Mme Firth a par la suite expliqué que, sur les dossiers délicats, le réseau n'accordait pas d'importance aux faits et fonctionnait selon la devise «L'Ukraine est toujours coupable.» Elle travaillait pour la chaîne financée par le gouvernement de Moscou depuis 2009.

PHOTO TIRÉE DE TWITTER

Andrei Anghel est décédé dans l'écrasement du vol MH17.

Système de missiles sol-air: une expertise militaire nécessaire

Les experts pensent qu'un système sol-air Bouk de fabrication russe a servi à lancer le missile qui a abattu l'appareil de Malaysia Airlines (vol MH17) au-dessus de l'Ukraine. Sauf que l'utilisation d'un équipement du genre n'est pas à la portée du premier venu. C'est un appareillage lourd et complexe qui permet d'atteindre des cibles jusqu'à 22 000 mètres d'altitude. Il faut trois camions pour l'utiliser: l'un abrite le poste de commandement et le deuxième, le radar, le dernier servant à tirer les missiles.

Selon Igor Sutyagin, spécialiste militaire russe au Royal United Service Institute à Londres, une expertise militaire était nécessaire pour effectuer le lancement. «Il faut au moins six à sept personnes très bien entraînées pour opérer un tel système», explique-t-il en entrevue à La Presse. «Ce sont des équipements spécialisés qui font généralement partie d'un ensemble de défense antiaérienne», ajoute Rémi Landry, professeur associé à l'Université de Sherbrooke et lieutenant-colonel à la retraite.

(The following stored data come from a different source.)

//! Tick callback that feeds the Observer.
//!
//! After each tick this callback renders the snapshot into a frame for the
//! `/ws/frames` clients and refreshes the status served by `/api/status`.

use std::sync::Arc;

use gitswarm_core::render::RenderSession;
use gitswarm_core::runner::TickCallback;
use gitswarm_core::scheduler::StreamProgress;
use gitswarm_core::tick::TickSummary;
use gitswarm_observer::state::AppState;
use gitswarm_types::World;
use tracing::debug;

/// Callback that bridges the tick loop to the Observer.
pub struct ObserverCallback {
    state: Arc<AppState>,
    session: RenderSession,
    ticks: u64,
}

impl ObserverCallback {
    /// Create a callback publishing into `state`.
    pub const fn new(state: Arc<AppState>, session: RenderSession) -> Self {
        Self {
            state,
            session,
            ticks: 0,
        }
    }
}

impl TickCallback for ObserverCallback {
    fn on_tick(&mut self, summary: &TickSummary, world: &Arc<World>) {
        self.ticks = self.ticks.saturating_add(1);

        let frame = self.session.frame(world);
        let removed = frame.removed.len();
        let receivers = self.state.broadcast(frame);
        debug!(
            elapsed_ms = summary.elapsed_ms,
            receivers,
            removed,
            "Frame broadcast sent"
        );

        // Skip the update if a handler holds the lock; the next tick
        // catches up.
        if let Ok(mut status) = self.state.status.try_write() {
            status.ticks = self.ticks;
            status.elapsed_ms = world.ts;
            status.real_world_ts = world.real_world_ts;
            status.last_tick = Some(summary.clone());
        }
    }

    fn on_stream(&mut self, progress: &StreamProgress) {
        if let Ok(mut status) = self.state.status.try_write() {
            status.stream = Some(*progress);
        }
    }
}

Les systèmes Bouk sont assez répandus. L'Ukraine en possède de six à huit, selon un spécialiste interrogé par l'Agence France-Presse. La Russie en détient un plus grand nombre encore. Selon Rémi Landry, tout porte à croire que l'attaque du vol MH17 était une erreur. «Il est à peu près impossible de faire une telle erreur avec un système aussi sophistiqué que le Bouk.»

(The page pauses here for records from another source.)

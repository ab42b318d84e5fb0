//! Two-dimensional vector math for the simulation plane.
//!
//! Positions, velocities and forces all live in the same cartesian plane.
//! Polar form is used where the simulation reasons about bearings (fan-out
//! placement, radial pushes) or about speed magnitude (friction).

use std::ops::{Add, AddAssign, Mul, Neg, Sub};

use serde::{Deserialize, Serialize};
use ts_rs::TS;

/// A cartesian vector or point.
#[derive(Debug, Clone, Copy, Default, PartialEq, Serialize, Deserialize, TS)]
#[ts(export, export_to = "bindings/")]
pub struct Vec2 {
    /// Horizontal component.
    pub x: f64,
    /// Vertical component.
    pub y: f64,
}

/// A vector in polar form.
#[derive(Debug, Clone, Copy, Default, PartialEq, Serialize, Deserialize, TS)]
#[ts(export, export_to = "bindings/")]
pub struct Polar {
    /// Angle in radians, in `(-PI, PI]`.
    pub a: f64,
    /// Magnitude, never negative.
    pub r: f64,
}

impl Vec2 {
    /// The origin / null vector.
    pub const ZERO: Self = Self { x: 0.0, y: 0.0 };

    /// Unit vector along the positive x axis.
    pub const UNIT_X: Self = Self { x: 1.0, y: 0.0 };

    /// Build a vector from its components.
    pub const fn new(x: f64, y: f64) -> Self {
        Self { x, y }
    }

    /// Multiply both components by `factor`.
    pub fn scale(self, factor: f64) -> Self {
        Self {
            x: self.x * factor,
            y: self.y * factor,
        }
    }

    /// Euclidean length.
    pub fn length(self) -> f64 {
        self.x.hypot(self.y)
    }

    /// Whether both components are finite.
    pub const fn is_finite(self) -> bool {
        self.x.is_finite() && self.y.is_finite()
    }
}

impl Add for Vec2 {
    type Output = Self;

    fn add(self, rhs: Self) -> Self {
        Self {
            x: self.x + rhs.x,
            y: self.y + rhs.y,
        }
    }
}

impl AddAssign for Vec2 {
    fn add_assign(&mut self, rhs: Self) {
        self.x += rhs.x;
        self.y += rhs.y;
    }
}

impl Sub for Vec2 {
    type Output = Self;

    fn sub(self, rhs: Self) -> Self {
        Self {
            x: self.x - rhs.x,
            y: self.y - rhs.y,
        }
    }
}

impl Neg for Vec2 {
    type Output = Self;

    fn neg(self) -> Self {
        Self {
            x: -self.x,
            y: -self.y,
        }
    }
}

impl Mul<f64> for Vec2 {
    type Output = Self;

    fn mul(self, rhs: f64) -> Self {
        self.scale(rhs)
    }
}

/// Convert a cartesian vector to polar form.
pub fn cart_to_polar(v: Vec2) -> Polar {
    Polar {
        a: v.y.atan2(v.x),
        r: v.length(),
    }
}

/// Convert a polar vector to cartesian form.
pub fn polar_to_cart(p: Polar) -> Vec2 {
    Vec2 {
        x: p.r * p.a.cos(),
        y: p.r * p.a.sin(),
    }
}

/// Unit vector pointing from `src` to `dst`, and the distance between them.
///
/// Coincident points have no direction; they yield [`Vec2::UNIT_X`] and a
/// distance of zero instead of dividing by zero.
pub fn direction_and_distance(src: Vec2, dst: Vec2) -> (Vec2, f64) {
    let delta = dst - src;
    let dist = delta.length();
    if dist > 0.0 {
        (delta.scale(dist.recip()), dist)
    } else {
        (Vec2::UNIT_X, 0.0)
    }
}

Pour Igor Sutyagin, les rebelles prorusses n'ont pas l'expertise pour utiliser un tel armement. Ils auraient eu besoin d'une aide extérieure. «Je suis convaincu qu'il s'agit d'une erreur. Ceux qui ont lancé ce missile ne savaient pas qu'ils visaient un avion civil. Plusieurs indices pointent dans cette direction.»